Domenico Ghirlandaio, “Calling of the First Apostles,” 1481
Domenico Ghirlandaio, “Calling of the First Apostles,” 1481 (photo: Public Domain)

Every year, people write during Christmas about the song, “Mary Did You Know?” But the real question is for the rest of us. Do we know that Christ is present fully in the Eucharist? Do we know that every time we go to Mass, we are in the presence of all of heaven, most especially the Holy Trinity? Do we live as though we come into intimate contact with our Lord and Savior every time we receive Communion?

Lent is upon us. We have entered into an interior journey, to bring ourselves away from the world and closer to the God who made all we have or will ever enjoy, and the question between now and then is: How is my life different because I know Christ? How is my life affected by God’s desire for my friendship? How much do I want to be a disciple, a follower, a friend of Jesus?
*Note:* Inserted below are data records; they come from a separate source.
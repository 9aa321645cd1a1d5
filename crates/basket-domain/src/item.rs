//! Item module - the atomic label of a basket

use std::fmt;

/// A single purchasable item
///
/// Items are compared lexicographically by label. That order fixes the item
/// universe, so every downstream result is reproducible across runs.
#[derive(Debug, Clone, PartialEq, Eq, PartialOrd, Ord, Hash)]
pub struct Item(String);

impl Item {
    /// Create a new item from a label
    pub fn new(label: impl Into<String>) -> Self {
        Self(label.into())
    }

    /// Get the item label
    pub fn label(&self) -> &str {
        &self.0
    }
}

impl From<&str> for Item {
    fn from(label: &str) -> Self {
        Self::new(label)
    }
}

impl From<String> for Item {
    fn from(label: String) -> Self {
        Self(label)
    }
}

impl AsRef<str> for Item {
    fn as_ref(&self) -> &str {
        &self.0
    }
}

impl fmt::Display for Item {
    fn fmt(&self, f: &mut fmt::Formatter<'_>) -> fmt::Result {
        f.write_str(&self.0)
    }
}

#[cfg(test)]
mod tests {
    use super::*;

    #[test]
    fn test_item_ordering_is_lexicographic() {
        let apple = Item::from("Apple");
        let eggs = Item::from("Eggs");
        let kidney = Item::from("Kidney Beans");

        assert!(apple < eggs);
        assert!(eggs < kidney);
    }

    #[test]
    fn test_item_display() {
        assert_eq!(Item::new("Ice Cream").to_string(), "Ice Cream");
    }
}
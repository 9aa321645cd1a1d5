//! Association rule generation
//!
//! Every frequent itemset S with |S| >= 2 is split into `S \ H -> H` for
//! non-empty proper subsets H. Confidence only depends on the support of S
//! and of the antecedent, both of which are in the frequent table by
//! downward closure.

use crate::config::check_unit_interval;
use crate::metrics::MiningMetrics;
use crate::MiningError;
use basket_domain::traits::RuleMiner;
use basket_domain::{AssociationRule, FrequentItemsets, Itemset, Support};
use rayon::prelude::*;
use std::collections::HashSet;

/// Generator of association rules meeting a minimum confidence
///
/// With pruning enabled (the default) consequents are grown one item at a
/// time from consequents that already passed: moving items from the
/// antecedent to the consequent can only lower confidence. The retained
/// rules are the same as with exhaustive enumeration.
///
/// # Examples
///
/// ```
/// use basket_domain::{Itemset, Transaction};
/// use basket_domain::traits::{ItemsetMiner, RuleMiner};
/// use basket_miner::{Apriori, RuleGenerator};
///
/// let table = Apriori::new(1.0)
///     .unwrap()
///     .mine(&[Transaction::new(["A", "B"])])
///     .unwrap();
/// let rules = RuleGenerator::new(1.0).unwrap().generate(&table).unwrap();
///
/// assert_eq!(rules.len(), 2);
/// assert_eq!(rules[0].confidence(), 1.0);
/// assert_eq!(rules[0].lift(), 1.0);
/// ```
#[derive(Debug, Clone, PartialEq)]
pub struct RuleGenerator {
    min_confidence: f64,
    prune: bool,
    parallel: bool,
}

impl RuleGenerator {
    /// Create a generator with the given minimum confidence
    ///
    /// # Errors
    /// Returns [`MiningError::InvalidParameter`] unless `min_confidence` is in (0, 1]
    pub fn new(min_confidence: f64) -> Result<Self, MiningError> {
        Ok(Self {
            min_confidence: check_unit_interval("min_confidence", min_confidence)?,
            prune: true,
            parallel: false,
        })
    }

    /// Enable or disable confidence-based consequent pruning
    pub fn with_pruning(mut self, prune: bool) -> Self {
        self.prune = prune;
        self
    }

    /// Enumerate itemsets on the rayon thread pool
    pub fn with_parallel(mut self, parallel: bool) -> Self {
        self.parallel = parallel;
        self
    }

    /// Configured minimum confidence
    pub fn min_confidence(&self) -> f64 {
        self.min_confidence
    }

    /// Generate rules and record the enumeration effort
    ///
    /// Rules are returned grouped by source itemset in table order; use
    /// [`crate::rank`] for the reporting order.
    pub fn generate_with_metrics(
        &self,
        itemsets: &FrequentItemsets,
        metrics: &mut MiningMetrics,
    ) -> Vec<AssociationRule> {
        let sources: Vec<(&Itemset, &Support)> =
            itemsets.iter().filter(|(s, _)| s.len() >= 2).collect();

        let per_itemset: Vec<RuleBatch> = if self.parallel {
            sources
                .par_iter()
                .map(|(itemset, support)| self.rules_for(itemset, **support, itemsets))
                .collect()
        } else {
            sources
                .iter()
                .map(|(itemset, support)| self.rules_for(itemset, **support, itemsets))
                .collect()
        };

        let mut rules = Vec::new();
        for batch in per_itemset {
            metrics.record_rules(batch.evaluated, batch.rules.len());
            rules.extend(batch.rules);
        }

        tracing::debug!(
            "Generated {} rules from {} itemsets (min_confidence {})",
            rules.len(),
            sources.len(),
            self.min_confidence
        );
        rules
    }

    fn rules_for(&self, itemset: &Itemset, support: Support, table: &FrequentItemsets) -> RuleBatch {
        let mut batch = RuleBatch::default();
        if self.prune {
            self.grow_consequents(itemset, support, table, &mut batch);
        } else {
            for size in 1..itemset.len() {
                for consequent in itemset.combinations(size) {
                    self.evaluate(itemset, support, consequent, table, &mut batch);
                }
            }
        }
        batch
    }

    /// Level-wise consequent growth
    ///
    /// If `S \ H -> H` fails, so does every rule whose consequent contains H,
    /// so only passing consequents are joined into the next level.
    fn grow_consequents(
        &self,
        itemset: &Itemset,
        support: Support,
        table: &FrequentItemsets,
        batch: &mut RuleBatch,
    ) {
        let mut consequents = itemset.combinations(1);
        let mut size = 1;
        while !consequents.is_empty() && size < itemset.len() {
            let mut passing = Vec::new();
            for consequent in consequents {
                if self.evaluate(itemset, support, consequent.clone(), table, batch) {
                    passing.push(consequent);
                }
            }
            size += 1;
            consequents = if size < itemset.len() {
                join_consequents(&passing)
            } else {
                Vec::new()
            };
        }
    }

    /// Score one split, keeping it when confidence reaches the threshold
    fn evaluate(
        &self,
        itemset: &Itemset,
        support: Support,
        consequent: Itemset,
        table: &FrequentItemsets,
        batch: &mut RuleBatch,
    ) -> bool {
        let Some(antecedent) = itemset.difference(&consequent) else {
            return false;
        };
        let (Some(antecedent_support), Some(consequent_support)) =
            (table.get(&antecedent), table.get(&consequent))
        else {
            // Only reachable for tables that are not downward closed
            tracing::warn!(
                "Skipping {} -> {}: subset missing from frequent table",
                antecedent,
                consequent
            );
            return false;
        };

        batch.evaluated += 1;
        let rule = AssociationRule::new(
            antecedent,
            consequent,
            support,
            antecedent_support,
            consequent_support,
        );
        if rule.confidence() >= self.min_confidence {
            batch.rules.push(rule);
            true
        } else {
            false
        }
    }
}

impl RuleMiner for RuleGenerator {
    type Error = MiningError;

    fn generate(&self, itemsets: &FrequentItemsets) -> Result<Vec<AssociationRule>, Self::Error> {
        Ok(self.generate_with_metrics(itemsets, &mut MiningMetrics::new()))
    }
}

/// Rules and evaluation count for one source itemset
#[derive(Debug, Default)]
struct RuleBatch {
    rules: Vec<AssociationRule>,
    evaluated: usize,
}

/// Join passing m-item consequents into (m+1)-item candidates
///
/// `passing` is in lexicographic order; a candidate is kept only when all
/// of its m-subsets passed.
fn join_consequents(passing: &[Itemset]) -> Vec<Itemset> {
    let passed: HashSet<&Itemset> = passing.iter().collect();
    let mut candidates = Vec::new();

    for (i, left) in passing.iter().enumerate() {
        let prefix = &left.items()[..left.len() - 1];
        for right in &passing[i + 1..] {
            if &right.items()[..right.len() - 1] != prefix {
                break;
            }
            let candidate = left.union(right);
            let closed = candidate
                .combinations(candidate.len() - 1)
                .iter()
                .all(|subset| passed.contains(subset));
            if closed {
                candidates.push(candidate);
            }
        }
    }
    candidates
}
//! Item universe encoding
//!
//! Turns transactions into boolean membership rows over a sorted item
//! universe. Column `i` of every row refers to `universe()[i]`.

use crate::MiningError;
use basket_domain::{Item, Itemset, Transaction};
use std::collections::BTreeSet;

/// Transactions encoded as membership rows over a sorted item universe
#[derive(Debug, Clone, PartialEq, Eq)]
pub struct EncodedTransactions {
    universe: Vec<Item>,
    rows: Vec<Vec<bool>>,
}

/// Encode transactions over their sorted universe of distinct items
///
/// # Errors
/// Returns [`MiningError::EmptyInput`] when `transactions` is empty
///
/// # Examples
///
/// ```
/// use basket_domain::Transaction;
/// use basket_miner::encode;
///
/// let encoded = encode(&[
///     Transaction::new(["Milk", "Eggs"]),
///     Transaction::new(["Bread"]),
/// ]).unwrap();
///
/// assert_eq!(encoded.universe().len(), 3);
/// assert_eq!(encoded.rows()[0], vec![false, true, true]); // Bread, Eggs, Milk
/// ```
pub fn encode(transactions: &[Transaction]) -> Result<EncodedTransactions, MiningError> {
    if transactions.is_empty() {
        return Err(MiningError::EmptyInput);
    }

    let universe: Vec<Item> = transactions
        .iter()
        .flat_map(|t| t.iter().cloned())
        .collect::<BTreeSet<_>>()
        .into_iter()
        .collect();

    let rows = transactions
        .iter()
        .map(|t| {
            let mut row = vec![false; universe.len()];
            for item in t.iter() {
                if let Ok(index) = universe.binary_search(item) {
                    row[index] = true;
                }
            }
            row
        })
        .collect();

    tracing::debug!(
        "Encoded {} transactions over {} distinct items",
        transactions.len(),
        universe.len()
    );

    Ok(EncodedTransactions { universe, rows })
}

impl EncodedTransactions {
    /// Sorted distinct items
    pub fn universe(&self) -> &[Item] {
        &self.universe
    }

    /// One membership row per transaction, in input order
    pub fn rows(&self) -> &[Vec<bool>] {
        &self.rows
    }

    /// Number of encoded transactions
    pub fn transaction_count(&self) -> usize {
        self.rows.len()
    }

    /// Column index of an item
    pub fn index_of(&self, item: &Item) -> Option<usize> {
        self.universe.binary_search(item).ok()
    }

    /// Item at a column index
    pub fn item(&self, index: usize) -> Option<&Item> {
        self.universe.get(index)
    }

    /// Number of transactions containing every column in `indices`
    pub fn support_count(&self, indices: &[usize]) -> usize {
        self.rows
            .iter()
            .filter(|row| indices.iter().all(|&i| row[i]))
            .count()
    }

    /// Convert sorted column indices back to an itemset
    pub(crate) fn to_itemset(&self, indices: &[usize]) -> Itemset {
        Itemset::new(indices.iter().map(|&i| self.universe[i].clone()))
    }

    /// Number of transactions containing each item, in universe order
    pub fn item_counts(&self) -> Vec<(Item, usize)> {
        let mut counts = vec![0usize; self.universe.len()];
        for row in &self.rows {
            for (count, &present) in counts.iter_mut().zip(row) {
                if present {
                    *count += 1;
                }
            }
        }
        self.universe.iter().cloned().zip(counts).collect()
    }

    /// The `n` most frequent items, count descending, label ascending on ties
    pub fn top_items(&self, n: usize) -> Vec<(Item, usize)> {
        let mut counts = self.item_counts();
        // Stable sort keeps universe (label) order among equal counts
        counts.sort_by(|a, b| b.1.cmp(&a.1));
        counts.truncate(n);
        counts
    }
}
Jesus tells us in Scripture, “You are my friends if you do what I command” (John 15:14). He says this right after saying, “Greater love has no one than this, that he lay down his life for his friends.” We know Christ is speaking of himself and the suffering and death he will undertake for the redemption of the world. However, it is also a call to each of us, if we would be his friend, to “lay down our lives” for Christ.

So we look for little ways to deny ourselves. It’s part of the process, to help us ask and listen to the invitation to lay down our lives and surrender our bodies (and our time and our liberty to act as we want) in favor of acting as God wills. What does God will? Our good, but what is it that would bring about our good? How do we know that whatever we’re doing — whether it’s shoveling snow, making dinner, reading, working or playing — we’re doing what God wills?

We must examine the fruits of our lives. Are we bringing about healing and hope? Are we advocates for the good, true and beautiful? Are we laborers for the poor, the needy, the innocent, the sick, the rejected, the hated and the persecuted? Are we living out lives that pour out mercy, corporeal and spiritual, on others?

The question of being a disciple is not a matter of checking off a list each day, like a promise to work out or live on a budget, but a willed decision with every encounter, that involves sublimating oneself. To be a follower and friend of Christ is to perpetually participate in the work of redeeming the world through one’s service, prayers and relationships. Laying down one’s life is an ongoing act of the heart, like the vocation of marriage, like the sacrificial nature of parenting, like the total gift of self that is Holy Orders, like the ongoing struggle of every single person of faith to live each day in hope.

So we are always about to enter into the desert, to wander in our lives, sustained by our Lord by manna and miracles we do not always observe. God is calling us, and never ceases in all the days of our lives, hoping that today, we will say, “Speak Lord, your servant is listening,” and move closer to him, and away from that which makes us sleepy or unable to recognize his voice.